---------- Input material

use actix_identity::Identity;
use actix_web::{get, post, web, HttpMessage, HttpRequest, HttpResponse, Responder};

use crate::{
    db,
    errors::AppError,
    permisos::OWNER_ROLE,
    routes::{current_user, require, required_text},
    structs::{LoginForm, RegistroForm},
    utils, AppState,
};

/// Registration. The very first account bootstraps the system as owner and
/// is signed in; after that only holders of `usuarios` may add accounts.
#[post("/auth/registro")]
pub async fn registro_handler(
    web::Json(form): web::Json<RegistroForm>,
    state: web::Data<AppState>,
    identity: Option<Identity>,
    request: HttpRequest,
) -> Result<impl Responder, AppError> {
    let email = required_text(&form.email, "email")?.to_lowercase();
    let nombre = required_text(&form.nombre, "nombre")?;
    if !email.contains('@') {
        return Err(AppError::validation("Invalid email address"));
    }
    if form.password != form.password2 {
        return Err(AppError::validation("Passwords do not match"));
    }
    utils::check_password_strength(&form.password)?;

    if db::count_users(&state.db_pool).await? == 0 {
        if let Some(user) =
            db::create_first_owner(&state.db_pool, &email, &nombre, &form.password).await?
        {
            Identity::login(&request.extensions(), user.id.to_string())?;
            log::info!("Bootstrap owner account {} created", user.id);
            return Ok(HttpResponse::Created().json(user));
        }
    }

    require(&state, identity, "usuarios").await?;
    let rol = form
        .rol
        .as_deref()
        .and_then(utils::trimmed)
        .unwrap_or_else(|| "empleado".to_owned());
    let es_propietario = rol == OWNER_ROLE;
    let user = db::create_user(
        &state.db_pool,
        &email,
        &nombre,
        &form.password,
        &rol,
        es_propietario,
    )
    .await?;
    Ok(HttpResponse::Created().json(user))
}

#[post("/auth/login")]
pub async fn login_handler(
    web::Json(form): web::Json<LoginForm>,
    state: web::Data<AppState>,
    request: HttpRequest,
) -> Result<impl Responder, AppError> {
    if form.email.trim().is_empty() || form.password.is_empty() {
        return Err(AppError::validation("All fields are required"));
    }
    let lc_email = form.email.trim().to_lowercase();

    let Some(user) = db::get_user_by_email(&state.db_pool, &lc_email).await? else {
        return Err(AppError::Unauthorized);
    };
    if !user.activo || !utils::verify_password(&form.password, &user.pwd_hash)? {
        log::warn!("Failed login for {}", lc_email);
        return Err(AppError::Unauthorized);
    }

    Identity::login(&request.extensions(), user.id.to_string())?;
    log::info!("User {} logged in", user.id);
    Ok(HttpResponse::Ok().json(user))
}

#[post("/auth/logout")]
pub async fn logout_handler(identity: Option<Identity>) -> impl Responder {
    if let Some(user) = identity {
        user.logout();
    }
    HttpResponse::NoContent()
}

#[get("/auth/yo")]
pub async fn yo_handler(
    state: web::Data<AppState>,
    identity: Option<Identity>,
) -> Result<impl Responder, AppError> {
    let user = current_user(&state, identity).await?;
    Ok(HttpResponse::Ok().json(user))
}

#[cfg(test)]
mod tests {
    use actix_web::{http::StatusCode, test};
    use serde_json::{json, Value};

    use crate::test_support::{memory_pool, owner_session, test_app};

    #[actix_web::test]
    async fn first_account_is_owner_and_signed_in() {
        let app = test_app!(memory_pool().await);
        let cookie = owner_session!(app);

        let req = test::TestRequest::get()
            .uri("/api/auth/yo")
            .cookie(cookie)
            .to_request();
        let body: Value = test::call_and_read_body_json(&app, req).await;
        assert_eq!(body["email"], "owner@example.com");
        assert_eq!(body["es_propietario"], true);
        assert!(body.get("pwd_hash").is_none());
    }

    #[actix_web::test]
    async fn later_registration_needs_usuarios() {
        let app = test_app!(memory_pool().await);
        let _owner = owner_session!(app);

        let req = test::TestRequest::post()
            .uri("/api/auth/registro")
            .set_json(json!({
                "email": "intruso@example.com",
                "nombre": "Intruso",
                "password": "abcdefgh123!",
                "password2": "abcdefgh123!"
            }))
            .to_request();
        let resp = test::call_service(&app, req).await;
        assert_eq!(resp.status(), StatusCode::UNAUTHORIZED);
    }

    #[actix_web::test]
    async fn weak_password_is_rejected_before_any_write() {
        let app = test_app!(memory_pool().await);
        let req = test::TestRequest::post()
            .uri("/api/auth/registro")
            .set_json(json!({
                "email": "owner@example.com",
                "nombre": "Owner",
                "password": "short",
                "password2": "short"
            }))
            .to_request();
        let resp = test::call_service(&app, req).await;
        assert_eq!(resp.status(), StatusCode::BAD_REQUEST);
    }

    #[actix_web::test]
    async fn login_checks_password() {
        let app = test_app!(memory_pool().await);
        let _owner = owner_session!(app);

        let bad = test::TestRequest::post()
            .uri("/api/auth/login")
            .set_json(json!({ "email": "OWNER@example.com", "password": "wrong-pass-123!" }))
            .to_request();
        assert_eq!(
            test::call_service(&app, bad).await.status(),
            StatusCode::UNAUTHORIZED
        );

        let good = test::TestRequest::post()
            .uri("/api/auth/login")
            .set_json(json!({ "email": "OWNER@example.com", "password": "owner-pass-123!" }))
            .to_request();
        let resp = test::call_service(&app, good).await;
        assert_eq!(resp.status(), StatusCode::OK);
    }

    #[actix_web::test]
    async fn anonymous_requests_are_unauthorized() {
        let app = test_app!(memory_pool().await);
        let req = test::TestRequest::get().uri("/api/auth/yo").to_request();
        assert_eq!(
            test::call_service(&app, req).await.status(),
            StatusCode::UNAUTHORIZED
        );
    }
}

--------------------

**The task:**
Copy out every line in the entries above that holds "extensions".

**Result of the exercise:**
            Identity::login(&request.extensions(), user.id.to_string())?;
    Identity::login(&request.extensions(), user.id.to_string())?;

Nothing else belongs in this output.